* [Data shown]:
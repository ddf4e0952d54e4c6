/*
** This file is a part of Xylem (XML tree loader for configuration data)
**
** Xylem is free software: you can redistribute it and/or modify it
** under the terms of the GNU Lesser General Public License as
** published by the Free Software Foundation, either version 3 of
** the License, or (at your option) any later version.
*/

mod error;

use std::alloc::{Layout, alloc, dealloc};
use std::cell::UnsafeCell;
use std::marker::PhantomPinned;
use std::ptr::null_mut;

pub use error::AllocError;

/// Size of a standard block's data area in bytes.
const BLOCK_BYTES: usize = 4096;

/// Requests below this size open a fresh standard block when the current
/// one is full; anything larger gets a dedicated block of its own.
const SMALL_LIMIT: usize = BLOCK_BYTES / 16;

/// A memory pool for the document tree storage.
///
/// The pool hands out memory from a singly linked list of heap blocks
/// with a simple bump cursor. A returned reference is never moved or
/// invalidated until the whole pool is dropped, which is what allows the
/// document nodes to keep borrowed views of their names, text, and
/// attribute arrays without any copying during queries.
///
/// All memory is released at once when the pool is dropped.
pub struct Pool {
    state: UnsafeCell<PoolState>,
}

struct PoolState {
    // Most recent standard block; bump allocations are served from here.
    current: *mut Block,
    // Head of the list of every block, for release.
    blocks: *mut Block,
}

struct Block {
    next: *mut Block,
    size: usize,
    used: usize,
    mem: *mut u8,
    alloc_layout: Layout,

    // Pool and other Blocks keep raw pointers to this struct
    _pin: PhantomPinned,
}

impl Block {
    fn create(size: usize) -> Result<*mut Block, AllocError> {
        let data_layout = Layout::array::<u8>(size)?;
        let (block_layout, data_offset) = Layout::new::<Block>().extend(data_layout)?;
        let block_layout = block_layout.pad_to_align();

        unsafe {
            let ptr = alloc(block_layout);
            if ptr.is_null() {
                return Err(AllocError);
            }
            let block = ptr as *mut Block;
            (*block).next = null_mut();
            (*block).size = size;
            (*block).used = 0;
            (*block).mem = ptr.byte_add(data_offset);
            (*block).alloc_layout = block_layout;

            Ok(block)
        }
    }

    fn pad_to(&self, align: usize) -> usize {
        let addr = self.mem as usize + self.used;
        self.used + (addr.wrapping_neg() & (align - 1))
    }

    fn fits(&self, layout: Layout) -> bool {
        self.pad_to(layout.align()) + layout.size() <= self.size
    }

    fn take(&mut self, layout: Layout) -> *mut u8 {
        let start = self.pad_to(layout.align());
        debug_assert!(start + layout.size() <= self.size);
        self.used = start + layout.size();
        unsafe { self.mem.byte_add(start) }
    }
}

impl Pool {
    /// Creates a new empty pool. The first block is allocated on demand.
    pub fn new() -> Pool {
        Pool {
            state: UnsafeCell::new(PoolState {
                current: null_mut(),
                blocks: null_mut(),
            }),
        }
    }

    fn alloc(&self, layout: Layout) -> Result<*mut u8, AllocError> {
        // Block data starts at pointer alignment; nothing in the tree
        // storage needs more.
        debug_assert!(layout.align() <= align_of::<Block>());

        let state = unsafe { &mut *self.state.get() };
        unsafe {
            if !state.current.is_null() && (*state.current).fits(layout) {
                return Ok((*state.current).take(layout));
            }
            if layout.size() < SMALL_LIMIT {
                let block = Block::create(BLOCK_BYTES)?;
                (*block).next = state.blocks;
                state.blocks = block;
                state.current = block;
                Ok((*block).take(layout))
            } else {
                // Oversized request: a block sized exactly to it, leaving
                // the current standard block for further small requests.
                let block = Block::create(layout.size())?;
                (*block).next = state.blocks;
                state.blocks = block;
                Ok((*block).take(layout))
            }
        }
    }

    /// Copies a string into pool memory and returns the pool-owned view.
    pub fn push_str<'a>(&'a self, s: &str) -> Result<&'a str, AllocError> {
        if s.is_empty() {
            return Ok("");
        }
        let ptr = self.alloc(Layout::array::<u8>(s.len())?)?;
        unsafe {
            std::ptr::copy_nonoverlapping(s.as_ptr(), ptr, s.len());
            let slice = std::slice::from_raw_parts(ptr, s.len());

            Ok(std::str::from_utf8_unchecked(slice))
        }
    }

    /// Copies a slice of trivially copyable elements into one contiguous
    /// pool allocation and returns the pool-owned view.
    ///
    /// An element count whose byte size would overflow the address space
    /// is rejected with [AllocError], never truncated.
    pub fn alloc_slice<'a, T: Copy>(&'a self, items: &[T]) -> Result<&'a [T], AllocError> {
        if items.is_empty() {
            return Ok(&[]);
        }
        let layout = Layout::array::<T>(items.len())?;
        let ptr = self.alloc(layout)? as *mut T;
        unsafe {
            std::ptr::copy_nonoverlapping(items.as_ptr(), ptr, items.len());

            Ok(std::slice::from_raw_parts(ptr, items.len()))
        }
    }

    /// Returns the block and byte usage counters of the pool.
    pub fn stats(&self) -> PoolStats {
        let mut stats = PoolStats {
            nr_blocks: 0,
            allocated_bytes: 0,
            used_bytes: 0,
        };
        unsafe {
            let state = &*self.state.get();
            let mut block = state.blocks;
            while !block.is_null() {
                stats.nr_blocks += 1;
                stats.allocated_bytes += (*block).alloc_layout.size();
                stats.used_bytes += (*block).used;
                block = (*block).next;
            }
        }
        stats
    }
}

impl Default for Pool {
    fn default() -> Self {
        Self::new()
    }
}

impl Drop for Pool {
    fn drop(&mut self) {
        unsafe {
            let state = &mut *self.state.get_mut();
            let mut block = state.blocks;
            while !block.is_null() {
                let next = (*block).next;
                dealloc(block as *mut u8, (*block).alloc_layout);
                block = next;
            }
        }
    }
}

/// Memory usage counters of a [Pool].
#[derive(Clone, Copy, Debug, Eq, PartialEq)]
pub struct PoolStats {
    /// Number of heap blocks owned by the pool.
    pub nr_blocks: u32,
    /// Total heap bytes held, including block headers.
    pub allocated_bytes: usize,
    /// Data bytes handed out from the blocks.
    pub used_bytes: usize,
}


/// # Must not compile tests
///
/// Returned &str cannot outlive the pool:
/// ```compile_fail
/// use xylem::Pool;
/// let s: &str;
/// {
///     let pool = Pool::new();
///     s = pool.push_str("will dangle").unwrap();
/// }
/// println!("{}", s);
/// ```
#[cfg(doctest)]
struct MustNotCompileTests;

* [Work order]: Output all entries again exactly; no line may be altered.

* [Output for this exercise]:
repository ddf4e0952d54e4c6
/*
** This file is a part of Xylem (XML tree loader for configuration data)
**
** Xylem is free software: you can redistribute it and/or modify it
** under the terms of the GNU Lesser General Public License as
** published by the Free Software Foundation, either version 3 of
** the License, or (at your option) any later version.
*/

mod error;

use std::alloc::{Layout, alloc, dealloc};
use std::cell::UnsafeCell;
use std::marker::PhantomPinned;
use std::ptr::null_mut;

pub use error::AllocError;

/// Size of a standard block's data area in bytes.
const BLOCK_BYTES: usize = 4096;

/// Requests below this size open a fresh standard block when the current
/// one is full; anything larger gets a dedicated block of its own.
const SMALL_LIMIT: usize = BLOCK_BYTES / 16;

/// A memory pool for the document tree storage.
///
/// The pool hands out memory from a singly linked list of heap blocks
/// with a simple bump cursor. A returned reference is never moved or
/// invalidated until the whole pool is dropped, which is what allows the
/// document nodes to keep borrowed views of their names, text, and
/// attribute arrays without any copying during queries.
///
/// All memory is released at once when the pool is dropped.
pub struct Pool {
    state: UnsafeCell<PoolState>,
}

struct PoolState {
    // Most recent standard block; bump allocations are served from here.
    current: *mut Block,
    // Head of the list of every block, for release.
    blocks: *mut Block,
}

struct Block {
    next: *mut Block,
    size: usize,
    used: usize,
    mem: *mut u8,
    alloc_layout: Layout,

    // Pool and other Blocks keep raw pointers to this struct
    _pin: PhantomPinned,
}

impl Block {
    fn create(size: usize) -> Result<*mut Block, AllocError> {
        let data_layout = Layout::array::<u8>(size)?;
        let (block_layout, data_offset) = Layout::new::<Block>().extend(data_layout)?;
        let block_layout = block_layout.pad_to_align();

        unsafe {
            let ptr = alloc(block_layout);
            if ptr.is_null() {
                return Err(AllocError);
            }
            let block = ptr as *mut Block;
            (*block).next = null_mut();
            (*block).size = size;
            (*block).used = 0;
            (*block).mem = ptr.byte_add(data_offset);
            (*block).alloc_layout = block_layout;

            Ok(block)
        }
    }

    fn pad_to(&self, align: usize) -> usize {
        let addr = self.mem as usize + self.used;
        self.used + (addr.wrapping_neg() & (align - 1))
    }

    fn fits(&self, layout: Layout) -> bool {
        self.pad_to(layout.align()) + layout.size() <= self.size
    }

    fn take(&mut self, layout: Layout) -> *mut u8 {
        let start = self.pad_to(layout.align());
        debug_assert!(start + layout.size() <= self.size);
        self.used = start + layout.size();
        unsafe { self.mem.byte_add(start) }
    }
}

impl Pool {
    /// Creates a new empty pool. The first block is allocated on demand.
    pub fn new() -> Pool {
        Pool {
            state: UnsafeCell::new(PoolState {
                current: null_mut(),
                blocks: null_mut(),
            }),
        }
    }

    fn alloc(&self, layout: Layout) -> Result<*mut u8, AllocError> {
        // Block data starts at pointer alignment; nothing in the tree
        // storage needs more.
        debug_assert!(layout.align() <= align_of::<Block>());

        let state = unsafe { &mut *self.state.get() };
        unsafe {
            if !state.current.is_null() && (*state.current).fits(layout) {
                return Ok((*state.current).take(layout));
            }
            if layout.size() < SMALL_LIMIT {
                let block = Block::create(BLOCK_BYTES)?;
                (*block).next = state.blocks;
                state.blocks = block;
                state.current = block;
                Ok((*block).take(layout))
            } else {
                // Oversized request: a block sized exactly to it, leaving
                // the current standard block for further small requests.
                let block = Block::create(layout.size())?;
                (*block).next = state.blocks;
                state.blocks = block;
                Ok((*block).take(layout))
            }
        }
    }

    /// Copies a string into pool memory and returns the pool-owned view.
    pub fn push_str<'a>(&'a self, s: &str) -> Result<&'a str, AllocError> {
        if s.is_empty() {
            return Ok("");
        }
        let ptr = self.alloc(Layout::array::<u8>(s.len())?)?;
        unsafe {
            std::ptr::copy_nonoverlapping(s.as_ptr(), ptr, s.len());
            let slice = std::slice::from_raw_parts(ptr, s.len());

            Ok(std::str::from_utf8_unchecked(slice))
        }
    }

    /// Copies a slice of trivially copyable elements into one contiguous
    /// pool allocation and returns the pool-owned view.
    ///
    /// An element count whose byte size would overflow the address space
    /// is rejected with [AllocError], never truncated.
    pub fn alloc_slice<'a, T: Copy>(&'a self, items: &[T]) -> Result<&'a [T], AllocError> {
        if items.is_empty() {
            return Ok(&[]);
        }
        let layout = Layout::array::<T>(items.len())?;
        let ptr = self.alloc(layout)? as *mut T;
        unsafe {
            std::ptr::copy_nonoverlapping(items.as_ptr(), ptr, items.len());

            Ok(std::slice::from_raw_parts(ptr, items.len()))
        }
    }

    /// Returns the block and byte usage counters of the pool.
    pub fn stats(&self) -> PoolStats {
        let mut stats = PoolStats {
            nr_blocks: 0,
            allocated_bytes: 0,
            used_bytes: 0,
        };
        unsafe {
            let state = &*self.state.get();
            let mut block = state.blocks;
            while !block.is_null() {
                stats.nr_blocks += 1;
                stats.allocated_bytes += (*block).alloc_layout.size();
                stats.used_bytes += (*block).used;
                block = (*block).next;
            }
        }
        stats
    }
}

impl Default for Pool {
    fn default() -> Self {
        Self::new()
    }
}

impl Drop for Pool {
    fn drop(&mut self) {
        unsafe {
            let state = &mut *self.state.get_mut();
            let mut block = state.blocks;
            while !block.is_null() {
                let next = (*block).next;
                dealloc(block as *mut u8, (*block).alloc_layout);
                block = next;
            }
        }
    }
}

/// Memory usage counters of a [Pool].
#[derive(Clone, Copy, Debug, Eq, PartialEq)]
pub struct PoolStats {
    /// Number of heap blocks owned by the pool.
    pub nr_blocks: u32,
    /// Total heap bytes held, including block headers.
    pub allocated_bytes: usize,
    /// Data bytes handed out from the blocks.
    pub used_bytes: usize,
}


/// # Must not compile tests
///
/// Returned &str cannot outlive the pool:
/// ```compile_fail
/// use xylem::Pool;
/// let s: &str;
/// {
///     let pool = Pool::new();
///     s = pool.push_str("will dangle").unwrap();
/// }
/// println!("{}", s);
/// ```
#[cfg(doctest)]
struct MustNotCompileTests;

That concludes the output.